Exercise data Block Start

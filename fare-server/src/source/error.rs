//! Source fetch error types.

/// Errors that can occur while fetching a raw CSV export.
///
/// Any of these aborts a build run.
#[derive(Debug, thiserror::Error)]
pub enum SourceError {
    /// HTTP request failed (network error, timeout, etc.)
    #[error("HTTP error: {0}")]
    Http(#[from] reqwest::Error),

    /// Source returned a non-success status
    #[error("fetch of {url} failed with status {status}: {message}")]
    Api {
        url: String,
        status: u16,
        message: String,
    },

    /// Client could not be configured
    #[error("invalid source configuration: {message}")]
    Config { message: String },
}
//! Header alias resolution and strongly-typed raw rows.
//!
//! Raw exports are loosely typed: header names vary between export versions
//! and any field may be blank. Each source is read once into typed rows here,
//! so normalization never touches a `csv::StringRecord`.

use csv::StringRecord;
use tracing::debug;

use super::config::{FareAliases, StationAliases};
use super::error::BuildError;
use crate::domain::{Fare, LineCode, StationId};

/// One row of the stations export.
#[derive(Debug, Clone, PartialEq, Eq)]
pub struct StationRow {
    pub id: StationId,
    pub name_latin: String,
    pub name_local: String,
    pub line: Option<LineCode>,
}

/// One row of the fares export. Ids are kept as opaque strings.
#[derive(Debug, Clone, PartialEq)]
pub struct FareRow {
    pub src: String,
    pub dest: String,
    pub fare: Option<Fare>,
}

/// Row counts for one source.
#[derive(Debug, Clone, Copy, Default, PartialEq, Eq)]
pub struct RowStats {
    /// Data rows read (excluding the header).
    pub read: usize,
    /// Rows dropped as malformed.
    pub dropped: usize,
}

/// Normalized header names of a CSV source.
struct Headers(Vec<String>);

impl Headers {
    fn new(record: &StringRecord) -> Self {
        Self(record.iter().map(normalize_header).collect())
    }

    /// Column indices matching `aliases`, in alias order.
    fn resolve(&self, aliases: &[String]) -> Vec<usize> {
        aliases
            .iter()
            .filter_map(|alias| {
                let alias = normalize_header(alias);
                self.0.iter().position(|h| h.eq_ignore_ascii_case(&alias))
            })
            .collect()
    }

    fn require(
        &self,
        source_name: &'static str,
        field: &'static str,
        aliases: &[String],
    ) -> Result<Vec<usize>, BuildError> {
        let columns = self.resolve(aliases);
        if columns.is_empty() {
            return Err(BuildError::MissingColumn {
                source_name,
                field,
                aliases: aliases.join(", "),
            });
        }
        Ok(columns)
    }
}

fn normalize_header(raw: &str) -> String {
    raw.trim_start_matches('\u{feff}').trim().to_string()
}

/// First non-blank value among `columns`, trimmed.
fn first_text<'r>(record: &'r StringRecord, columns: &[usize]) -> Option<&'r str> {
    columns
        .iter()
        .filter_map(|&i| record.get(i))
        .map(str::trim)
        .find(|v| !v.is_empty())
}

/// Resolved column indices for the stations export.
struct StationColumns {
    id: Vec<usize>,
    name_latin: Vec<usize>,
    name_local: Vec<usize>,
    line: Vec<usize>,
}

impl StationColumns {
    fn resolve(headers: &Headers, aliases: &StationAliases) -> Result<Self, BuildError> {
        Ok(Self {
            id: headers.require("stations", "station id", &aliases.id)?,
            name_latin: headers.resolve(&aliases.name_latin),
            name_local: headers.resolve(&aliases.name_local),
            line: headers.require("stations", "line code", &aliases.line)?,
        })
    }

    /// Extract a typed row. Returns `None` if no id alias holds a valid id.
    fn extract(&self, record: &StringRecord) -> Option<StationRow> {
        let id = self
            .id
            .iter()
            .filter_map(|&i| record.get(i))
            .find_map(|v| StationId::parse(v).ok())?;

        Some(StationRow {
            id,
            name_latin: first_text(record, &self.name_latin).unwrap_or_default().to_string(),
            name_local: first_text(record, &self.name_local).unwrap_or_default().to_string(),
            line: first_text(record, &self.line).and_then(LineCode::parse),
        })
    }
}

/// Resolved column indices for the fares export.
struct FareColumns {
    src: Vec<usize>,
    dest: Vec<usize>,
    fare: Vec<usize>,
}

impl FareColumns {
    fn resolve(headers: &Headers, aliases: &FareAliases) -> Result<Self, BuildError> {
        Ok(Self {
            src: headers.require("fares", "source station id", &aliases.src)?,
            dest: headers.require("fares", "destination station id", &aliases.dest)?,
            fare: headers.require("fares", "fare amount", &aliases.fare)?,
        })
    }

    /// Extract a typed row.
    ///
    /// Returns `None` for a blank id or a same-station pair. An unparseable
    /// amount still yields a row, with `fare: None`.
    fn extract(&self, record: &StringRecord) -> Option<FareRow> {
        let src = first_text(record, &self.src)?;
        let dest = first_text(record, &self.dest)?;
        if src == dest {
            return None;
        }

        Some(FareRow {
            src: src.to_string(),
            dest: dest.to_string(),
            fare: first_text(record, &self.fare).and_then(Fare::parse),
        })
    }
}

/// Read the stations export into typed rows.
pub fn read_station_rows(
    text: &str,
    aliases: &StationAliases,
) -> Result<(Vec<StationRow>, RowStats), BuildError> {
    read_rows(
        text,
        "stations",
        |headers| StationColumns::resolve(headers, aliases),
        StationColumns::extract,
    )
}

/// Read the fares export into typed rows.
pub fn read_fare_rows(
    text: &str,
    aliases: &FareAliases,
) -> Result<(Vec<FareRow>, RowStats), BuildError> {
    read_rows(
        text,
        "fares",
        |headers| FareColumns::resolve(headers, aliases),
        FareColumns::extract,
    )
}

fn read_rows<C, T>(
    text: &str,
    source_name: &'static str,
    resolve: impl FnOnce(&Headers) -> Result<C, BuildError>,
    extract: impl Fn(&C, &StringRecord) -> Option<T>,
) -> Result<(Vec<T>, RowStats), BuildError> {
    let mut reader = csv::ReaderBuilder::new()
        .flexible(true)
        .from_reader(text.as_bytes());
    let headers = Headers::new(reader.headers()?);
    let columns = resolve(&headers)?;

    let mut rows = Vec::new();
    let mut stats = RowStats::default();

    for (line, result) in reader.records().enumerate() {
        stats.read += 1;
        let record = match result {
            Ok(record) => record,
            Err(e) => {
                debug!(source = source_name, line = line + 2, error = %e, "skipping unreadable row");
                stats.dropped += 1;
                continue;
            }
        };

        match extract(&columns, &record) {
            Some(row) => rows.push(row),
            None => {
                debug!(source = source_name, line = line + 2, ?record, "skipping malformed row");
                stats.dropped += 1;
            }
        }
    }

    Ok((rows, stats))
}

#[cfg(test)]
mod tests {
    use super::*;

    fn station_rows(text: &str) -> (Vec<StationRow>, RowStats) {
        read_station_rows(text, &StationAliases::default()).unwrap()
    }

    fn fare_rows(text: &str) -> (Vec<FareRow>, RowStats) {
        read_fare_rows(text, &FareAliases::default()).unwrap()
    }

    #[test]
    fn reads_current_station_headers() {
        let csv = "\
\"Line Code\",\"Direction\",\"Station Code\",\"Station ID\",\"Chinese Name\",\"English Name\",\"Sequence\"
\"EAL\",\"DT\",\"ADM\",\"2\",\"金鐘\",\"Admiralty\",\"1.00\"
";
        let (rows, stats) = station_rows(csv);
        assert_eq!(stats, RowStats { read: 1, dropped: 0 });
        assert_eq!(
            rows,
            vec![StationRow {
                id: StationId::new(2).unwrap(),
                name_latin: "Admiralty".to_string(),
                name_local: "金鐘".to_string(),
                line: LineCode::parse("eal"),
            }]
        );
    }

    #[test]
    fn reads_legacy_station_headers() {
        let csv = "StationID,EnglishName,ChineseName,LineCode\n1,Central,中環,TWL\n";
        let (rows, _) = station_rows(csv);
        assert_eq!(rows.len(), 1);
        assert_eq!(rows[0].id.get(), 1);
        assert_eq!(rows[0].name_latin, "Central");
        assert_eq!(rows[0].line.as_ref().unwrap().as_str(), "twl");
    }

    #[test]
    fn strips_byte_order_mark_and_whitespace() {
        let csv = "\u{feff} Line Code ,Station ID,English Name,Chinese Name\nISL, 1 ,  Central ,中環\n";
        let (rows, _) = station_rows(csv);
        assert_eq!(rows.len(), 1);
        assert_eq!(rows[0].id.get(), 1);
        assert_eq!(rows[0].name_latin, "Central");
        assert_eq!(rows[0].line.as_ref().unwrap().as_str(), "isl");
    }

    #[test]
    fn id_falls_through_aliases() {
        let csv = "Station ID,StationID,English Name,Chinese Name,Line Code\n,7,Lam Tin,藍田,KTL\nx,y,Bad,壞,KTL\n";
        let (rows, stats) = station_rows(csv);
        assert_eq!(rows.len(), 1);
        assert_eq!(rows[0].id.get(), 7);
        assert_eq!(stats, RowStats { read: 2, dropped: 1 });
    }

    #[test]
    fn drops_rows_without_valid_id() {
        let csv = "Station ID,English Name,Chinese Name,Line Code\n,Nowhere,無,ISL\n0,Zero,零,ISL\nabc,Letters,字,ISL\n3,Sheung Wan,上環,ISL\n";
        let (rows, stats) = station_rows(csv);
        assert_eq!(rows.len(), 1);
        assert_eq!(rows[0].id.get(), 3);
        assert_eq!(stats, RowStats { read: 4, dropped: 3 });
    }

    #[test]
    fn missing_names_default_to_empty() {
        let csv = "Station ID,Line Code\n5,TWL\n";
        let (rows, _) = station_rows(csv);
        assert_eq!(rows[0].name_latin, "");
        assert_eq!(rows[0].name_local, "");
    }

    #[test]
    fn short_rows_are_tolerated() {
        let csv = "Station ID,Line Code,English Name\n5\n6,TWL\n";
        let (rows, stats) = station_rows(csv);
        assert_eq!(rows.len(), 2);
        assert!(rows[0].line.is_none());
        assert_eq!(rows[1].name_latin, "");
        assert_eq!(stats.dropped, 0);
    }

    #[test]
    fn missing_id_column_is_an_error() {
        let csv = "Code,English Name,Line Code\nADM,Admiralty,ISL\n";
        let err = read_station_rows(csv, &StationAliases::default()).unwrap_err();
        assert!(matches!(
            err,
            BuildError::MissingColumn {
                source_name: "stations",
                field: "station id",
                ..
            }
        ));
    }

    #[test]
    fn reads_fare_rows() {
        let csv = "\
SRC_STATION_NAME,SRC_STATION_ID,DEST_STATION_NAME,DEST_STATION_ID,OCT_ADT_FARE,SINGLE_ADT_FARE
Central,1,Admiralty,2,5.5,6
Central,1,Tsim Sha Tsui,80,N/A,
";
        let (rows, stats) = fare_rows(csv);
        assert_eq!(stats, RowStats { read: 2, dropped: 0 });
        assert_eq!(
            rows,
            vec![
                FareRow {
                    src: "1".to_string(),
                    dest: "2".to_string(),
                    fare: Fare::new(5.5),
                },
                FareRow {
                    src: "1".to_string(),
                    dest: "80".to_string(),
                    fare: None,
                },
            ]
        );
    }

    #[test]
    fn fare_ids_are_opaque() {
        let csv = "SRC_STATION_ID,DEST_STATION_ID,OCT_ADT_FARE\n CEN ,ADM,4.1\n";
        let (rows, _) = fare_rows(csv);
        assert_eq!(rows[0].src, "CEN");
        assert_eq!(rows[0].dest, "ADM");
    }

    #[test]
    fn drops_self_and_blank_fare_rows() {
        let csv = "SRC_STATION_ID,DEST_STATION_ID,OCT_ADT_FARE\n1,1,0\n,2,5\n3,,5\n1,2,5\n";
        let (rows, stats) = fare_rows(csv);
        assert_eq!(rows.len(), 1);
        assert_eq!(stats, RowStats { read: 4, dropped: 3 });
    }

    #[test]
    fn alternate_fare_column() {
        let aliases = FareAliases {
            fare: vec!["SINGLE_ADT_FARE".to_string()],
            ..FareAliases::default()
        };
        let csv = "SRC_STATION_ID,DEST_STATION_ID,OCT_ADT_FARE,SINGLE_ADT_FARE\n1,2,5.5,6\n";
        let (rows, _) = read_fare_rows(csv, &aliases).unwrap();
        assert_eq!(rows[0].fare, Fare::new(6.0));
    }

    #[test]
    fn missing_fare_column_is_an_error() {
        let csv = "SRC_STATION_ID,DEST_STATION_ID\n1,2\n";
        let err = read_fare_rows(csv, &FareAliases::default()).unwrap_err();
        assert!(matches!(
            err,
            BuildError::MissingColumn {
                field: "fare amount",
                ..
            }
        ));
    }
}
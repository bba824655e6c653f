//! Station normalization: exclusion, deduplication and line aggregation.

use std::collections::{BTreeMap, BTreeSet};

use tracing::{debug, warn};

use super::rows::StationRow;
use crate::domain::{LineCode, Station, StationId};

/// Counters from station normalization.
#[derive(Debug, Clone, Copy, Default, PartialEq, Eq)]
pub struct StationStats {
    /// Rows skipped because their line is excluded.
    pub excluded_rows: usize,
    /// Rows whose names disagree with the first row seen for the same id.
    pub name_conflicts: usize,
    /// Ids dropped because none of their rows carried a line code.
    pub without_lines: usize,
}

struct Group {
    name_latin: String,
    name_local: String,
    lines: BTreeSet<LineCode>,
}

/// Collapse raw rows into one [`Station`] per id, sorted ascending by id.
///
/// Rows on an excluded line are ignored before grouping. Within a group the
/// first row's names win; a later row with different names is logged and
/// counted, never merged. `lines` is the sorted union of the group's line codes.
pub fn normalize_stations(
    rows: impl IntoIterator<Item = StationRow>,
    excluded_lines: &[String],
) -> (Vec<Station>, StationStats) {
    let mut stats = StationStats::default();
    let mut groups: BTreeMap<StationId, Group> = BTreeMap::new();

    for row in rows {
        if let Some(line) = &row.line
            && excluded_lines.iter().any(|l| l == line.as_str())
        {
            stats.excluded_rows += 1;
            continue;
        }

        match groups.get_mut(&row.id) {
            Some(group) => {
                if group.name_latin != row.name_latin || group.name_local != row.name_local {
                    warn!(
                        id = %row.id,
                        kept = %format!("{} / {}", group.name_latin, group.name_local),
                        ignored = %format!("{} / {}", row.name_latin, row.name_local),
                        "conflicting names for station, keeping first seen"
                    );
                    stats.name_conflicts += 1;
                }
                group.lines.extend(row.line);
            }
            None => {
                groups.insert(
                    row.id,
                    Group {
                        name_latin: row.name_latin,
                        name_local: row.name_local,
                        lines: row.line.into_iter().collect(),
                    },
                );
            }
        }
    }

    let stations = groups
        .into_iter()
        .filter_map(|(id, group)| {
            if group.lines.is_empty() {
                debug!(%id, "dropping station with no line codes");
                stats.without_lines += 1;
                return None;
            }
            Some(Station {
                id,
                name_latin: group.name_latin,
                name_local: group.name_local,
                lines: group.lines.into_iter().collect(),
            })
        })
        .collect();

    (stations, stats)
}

Exercise data Block End

> _Task directions_: One inclusive range is required: first line of the data through the line containing "a non-success status". Set it down exactly and output nothing else.

> _Written reply_:
filename fare-server/src/source/error.rs
//! Source fetch error types.

/// Errors that can occur while fetching a raw CSV export.
///
/// Any of these aborts a build run.
#[derive(Debug, thiserror::Error)]
pub enum SourceError {
    /// HTTP request failed (network error, timeout, etc.)
    #[error("HTTP error: {0}")]
    Http(#[from] reqwest::Error),

    /// Source returned a non-success status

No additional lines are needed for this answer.